Records from a data collection:
------------

//! Per-call planning snapshot shared by the construction and search phases.

use std::collections::BTreeSet;

use crate::config::OptimizationConfig;
use crate::constraints::RouteSchedule;
use crate::matrix::{LocationIndex, build_travel_matrix};
use crate::model::{Job, Seconds, Technician, capability_set};
use crate::plan::PlannedStop;
use crate::traits::{DistanceMatrixProvider, TravelMatrix};

/// A technician plus the frozen part of its day.
#[derive(Debug, Clone)]
pub(crate) struct TechnicianSeed {
    pub technician: Technician,
    pub frozen: Vec<PlannedStop>,
}

impl TechnicianSeed {
    pub fn fresh(technician: Technician) -> Self {
        Self {
            technician,
            frozen: Vec::new(),
        }
    }
}

#[derive(Debug, Clone)]
pub(crate) struct TechnicianSlot {
    pub technician: Technician,
    pub capabilities: BTreeSet<String>,
    /// Matrix position the movable part of the route starts from.
    pub start_location: usize,
    /// Earliest time the movable part may start.
    pub available_from: Seconds,
    /// Load still available to movable stops.
    pub capacity: i32,
    pub frozen: Vec<PlannedStop>,
}

impl TechnicianSlot {
    pub fn is_available(&self) -> bool {
        self.technician.status.is_available()
    }

    pub fn can_serve(&self, required: &BTreeSet<String>) -> bool {
        required.is_subset(&self.capabilities)
    }
}

/// Immutable inputs for one planning call. Technicians are ordered by id so
/// index order is the tie-break order.
pub(crate) struct DispatchProblem<'a> {
    pub config: &'a OptimizationConfig,
    pub jobs: Vec<Job>,
    pub job_location: Vec<usize>,
    pub job_capabilities: Vec<BTreeSet<String>>,
    pub critical: Vec<bool>,
    pub technicians: Vec<TechnicianSlot>,
    pub matrix: TravelMatrix,
    pub approximate: bool,
    pub distance_warning: Option<String>,
}

impl<'a> DispatchProblem<'a> {
    pub fn build(
        mut seeds: Vec<TechnicianSeed>,
        jobs: Vec<Job>,
        config: &'a OptimizationConfig,
        road_network: Option<&dyn DistanceMatrixProvider>,
    ) -> Self {
        seeds.sort_by(|a, b| a.technician.id.cmp(&b.technician.id));

        let mut index = LocationIndex::default();
        let mut start_locations = Vec::with_capacity(seeds.len());
        for seed in &seeds {
            let start = seed
                .frozen
                .last()
                .map(|stop| stop.job.location)
                .unwrap_or(seed.technician.start);
            index.insert(seed.technician.start);
            for stop in &seed.frozen {
                index.insert(stop.job.location);
            }
            start_locations.push(index.insert(start));
        }
        let job_location: Vec<usize> = jobs.iter().map(|job| index.insert(job.location)).collect();

        let outcome = build_travel_matrix(index.locations(), road_network, config.speed_kmh());

        let technicians = seeds
            .into_iter()
            .zip(start_locations)
            .map(|(seed, start_location)| {
                let technician = seed.technician;
                let frozen_departure = seed.frozen.last().map(|stop| stop.departure);
                let available_from = [
                    Some(technician.shift.start),
                    config.planning_start,
                    frozen_departure,
                ]
                .into_iter()
                .flatten()
                .max()
                .unwrap_or(technician.shift.start);
                let frozen_load: i32 = seed.frozen.iter().map(|stop| stop.job.load).sum();

                TechnicianSlot {
                    capabilities: capability_set(&technician.capabilities),
                    start_location,
                    available_from,
                    capacity: (technician.remaining_capacity() - frozen_load).max(0),
                    frozen: seed.frozen,
                    technician,
                }
            })
            .collect();

        Self {
            config,
            job_capabilities: jobs
                .iter()
                .map(|job| capability_set(&job.required_capabilities))
                .collect(),
            critical: jobs
                .iter()
                .map(|job| config.is_critical(job.priority))
                .collect(),
            job_location,
            jobs,
            technicians,
            matrix: outcome.matrix,
            approximate: outcome.approximate,
            distance_warning: outcome.warning,
        }
    }

    /// Does any technician hold every capability the job requires?
    pub fn has_qualified_technician(&self, job: usize) -> bool {
        self.technicians
            .iter()
            .any(|slot| slot.can_serve(&self.job_capabilities[job]))
    }

    /// Window tightness used for ordering: narrower first.
    pub fn window_width(&self, job: usize) -> Seconds {
        self.jobs[job].window.width()
    }
}

/// Mutable assignment state: the movable part of every technician's route.
#[derive(Debug, Clone)]
pub(crate) struct WorkingPlan {
    pub routes: Vec<Vec<usize>>,
    pub schedules: Vec<RouteSchedule>,
    /// Jobs whose hard window was waived to place an emergency.
    pub relaxed: Vec<bool>,
}

impl WorkingPlan {
    pub fn empty(problem: &DispatchProblem<'_>) -> Self {
        Self {
            routes: vec![Vec::new(); problem.technicians.len()],
            schedules: vec![RouteSchedule::default(); problem.technicians.len()],
            relaxed: vec![false; problem.jobs.len()],
        }
    }

    pub fn set_route(&mut self, technician: usize, sequence: Vec<usize>, schedule: RouteSchedule) {
        self.routes[technician] = sequence;
        self.schedules[technician] = schedule;
    }

    pub fn cost(&self) -> f64 {
        self.schedules.iter().map(|schedule| schedule.cost).sum()
    }

    pub fn lateness(&self) -> Seconds {
        self.schedules
            .iter()
            .map(|schedule| schedule.lateness_seconds)
            .sum()
    }
}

------------

> _WORK INSTRUCTION_:
Output all of the records exactly, with nothing omitted.

> _EXERCISE RESPONSE_:
//! Per-call planning snapshot shared by the construction and search phases.

use std::collections::BTreeSet;

use crate::config::OptimizationConfig;
use crate::constraints::RouteSchedule;
use crate::matrix::{LocationIndex, build_travel_matrix};
use crate::model::{Job, Seconds, Technician, capability_set};
use crate::plan::PlannedStop;
use crate::traits::{DistanceMatrixProvider, TravelMatrix};

/// A technician plus the frozen part of its day.
#[derive(Debug, Clone)]
pub(crate) struct TechnicianSeed {
    pub technician: Technician,
    pub frozen: Vec<PlannedStop>,
}

impl TechnicianSeed {
    pub fn fresh(technician: Technician) -> Self {
        Self {
            technician,
            frozen: Vec::new(),
        }
    }
}

#[derive(Debug, Clone)]
pub(crate) struct TechnicianSlot {
    pub technician: Technician,
    pub capabilities: BTreeSet<String>,
    /// Matrix position the movable part of the route starts from.
    pub start_location: usize,
    /// Earliest time the movable part may start.
    pub available_from: Seconds,
    /// Load still available to movable stops.
    pub capacity: i32,
    pub frozen: Vec<PlannedStop>,
}

impl TechnicianSlot {
    pub fn is_available(&self) -> bool {
        self.technician.status.is_available()
    }

    pub fn can_serve(&self, required: &BTreeSet<String>) -> bool {
        required.is_subset(&self.capabilities)
    }
}

/// Immutable inputs for one planning call. Technicians are ordered by id so
/// index order is the tie-break order.
pub(crate) struct DispatchProblem<'a> {
    pub config: &'a OptimizationConfig,
    pub jobs: Vec<Job>,
    pub job_location: Vec<usize>,
    pub job_capabilities: Vec<BTreeSet<String>>,
    pub critical: Vec<bool>,
    pub technicians: Vec<TechnicianSlot>,
    pub matrix: TravelMatrix,
    pub approximate: bool,
    pub distance_warning: Option<String>,
}

impl<'a> DispatchProblem<'a> {
    pub fn build(
        mut seeds: Vec<TechnicianSeed>,
        jobs: Vec<Job>,
        config: &'a OptimizationConfig,
        road_network: Option<&dyn DistanceMatrixProvider>,
    ) -> Self {
        seeds.sort_by(|a, b| a.technician.id.cmp(&b.technician.id));

        let mut index = LocationIndex::default();
        let mut start_locations = Vec::with_capacity(seeds.len());
        for seed in &seeds {
            let start = seed
                .frozen
                .last()
                .map(|stop| stop.job.location)
                .unwrap_or(seed.technician.start);
            index.insert(seed.technician.start);
            for stop in &seed.frozen {
                index.insert(stop.job.location);
            }
            start_locations.push(index.insert(start));
        }
        let job_location: Vec<usize> = jobs.iter().map(|job| index.insert(job.location)).collect();

        let outcome = build_travel_matrix(index.locations(), road_network, config.speed_kmh());

        let technicians = seeds
            .into_iter()
            .zip(start_locations)
            .map(|(seed, start_location)| {
                let technician = seed.technician;
                let frozen_departure = seed.frozen.last().map(|stop| stop.departure);
                let available_from = [
                    Some(technician.shift.start),
                    config.planning_start,
                    frozen_departure,
                ]
                .into_iter()
                .flatten()
                .max()
                .unwrap_or(technician.shift.start);
                let frozen_load: i32 = seed.frozen.iter().map(|stop| stop.job.load).sum();

                TechnicianSlot {
                    capabilities: capability_set(&technician.capabilities),
                    start_location,
                    available_from,
                    capacity: (technician.remaining_capacity() - frozen_load).max(0),
                    frozen: seed.frozen,
                    technician,
                }
            })
            .collect();

        Self {
            config,
            job_capabilities: jobs
                .iter()
                .map(|job| capability_set(&job.required_capabilities))
                .collect(),
            critical: jobs
                .iter()
                .map(|job| config.is_critical(job.priority))
                .collect(),
            job_location,
            jobs,
            technicians,
            matrix: outcome.matrix,
            approximate: outcome.approximate,
            distance_warning: outcome.warning,
        }
    }

    /// Does any technician hold every capability the job requires?
    pub fn has_qualified_technician(&self, job: usize) -> bool {
        self.technicians
            .iter()
            .any(|slot| slot.can_serve(&self.job_capabilities[job]))
    }

    /// Window tightness used for ordering: narrower first.
    pub fn window_width(&self, job: usize) -> Seconds {
        self.jobs[job].window.width()
    }
}

/// Mutable assignment state: the movable part of every technician's route.
#[derive(Debug, Clone)]
pub(crate) struct WorkingPlan {
    pub routes: Vec<Vec<usize>>,
    pub schedules: Vec<RouteSchedule>,
    /// Jobs whose hard window was waived to place an emergency.
    pub relaxed: Vec<bool>,
}

impl WorkingPlan {
    pub fn empty(problem: &DispatchProblem<'_>) -> Self {
        Self {
            routes: vec![Vec::new(); problem.technicians.len()],
            schedules: vec![RouteSchedule::default(); problem.technicians.len()],
            relaxed: vec![false; problem.jobs.len()],
        }
    }

    pub fn set_route(&mut self, technician: usize, sequence: Vec<usize>, schedule: RouteSchedule) {
        self.routes[technician] = sequence;
        self.schedules[technician] = schedule;
    }

    pub fn cost(&self) -> f64 {
        self.schedules.iter().map(|schedule| schedule.cost).sum()
    }

    pub fn lateness(&self) -> Seconds {
        self.schedules
            .iter()
            .map(|schedule| schedule.lateness_seconds)
            .sum()
    }
}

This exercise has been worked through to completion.